- WORK REQUEST: Pick out all lines of the entries that include the word "sqlx" and copy them.
[Opening SUPPLIED RECORDS section]
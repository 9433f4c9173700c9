//! Audit log repository for database operations.

use domain::models::NewAuditEntry;
use shared::pagination::Cursor;
use sqlx::PgPool;

use crate::entities::AuditLogEntity;
use crate::metrics::QueryTimer;

/// Repository for the append-only audit trail.
#[derive(Clone)]
pub struct AuditLogRepository {
    pool: PgPool,
}

impl AuditLogRepository {
    /// Creates a new AuditLogRepository with the given connection pool.
    pub fn new(pool: PgPool) -> Self {
        Self { pool }
    }

    /// Append an entry.
    pub async fn insert(&self, entry: &NewAuditEntry) -> Result<AuditLogEntity, sqlx::Error> {
        let timer = QueryTimer::new("insert_audit_log");
        let result = sqlx::query_as::<_, AuditLogEntity>(
            r#"
            INSERT INTO audit_logs (action, resource_type, resource_id, summary, details, request_id)
            VALUES ($1, $2, $3, $4, $5, $6)
            RETURNING *
            "#,
        )
        .bind(entry.action.to_string())
        .bind(entry.action.resource_type().to_string())
        .bind(entry.resource_id.as_deref())
        .bind(&entry.summary)
        .bind(entry.details.as_ref())
        .bind(entry.request_id.as_deref())
        .fetch_one(&self.pool)
        .await;
        timer.record();
        result
    }

    /// Entries newest first, strictly after `cursor` in that order.
    pub async fn list(
        &self,
        resource_type: Option<&str>,
        cursor: Option<&Cursor>,
        limit: i64,
    ) -> Result<Vec<AuditLogEntity>, sqlx::Error> {
        let timer = QueryTimer::new("list_audit_logs");
        let result = sqlx::query_as::<_, AuditLogEntity>(
            r#"
            SELECT * FROM audit_logs
            WHERE ($1::TEXT IS NULL OR resource_type = $1)
              AND ($2::TIMESTAMPTZ IS NULL OR (created_at, id) < ($2, $3))
            ORDER BY created_at DESC, id DESC
            LIMIT $4
            "#,
        )
        .bind(resource_type)
        .bind(cursor.map(|c| c.created_at))
        .bind(cursor.map(|c| c.id))
        .bind(limit)
        .fetch_all(&self.pool)
        .await;
        timer.record();
        result
    }
}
[Closing SUPPLIED RECORDS section]
- PROBLEM SOLUTION:
use sqlx::PgPool;
    pub async fn insert(&self, entry: &NewAuditEntry) -> Result<AuditLogEntity, sqlx::Error> {
        let result = sqlx::query_as::<_, AuditLogEntity>(
    ) -> Result<Vec<AuditLogEntity>, sqlx::Error> {
        let result = sqlx::query_as::<_, AuditLogEntity>(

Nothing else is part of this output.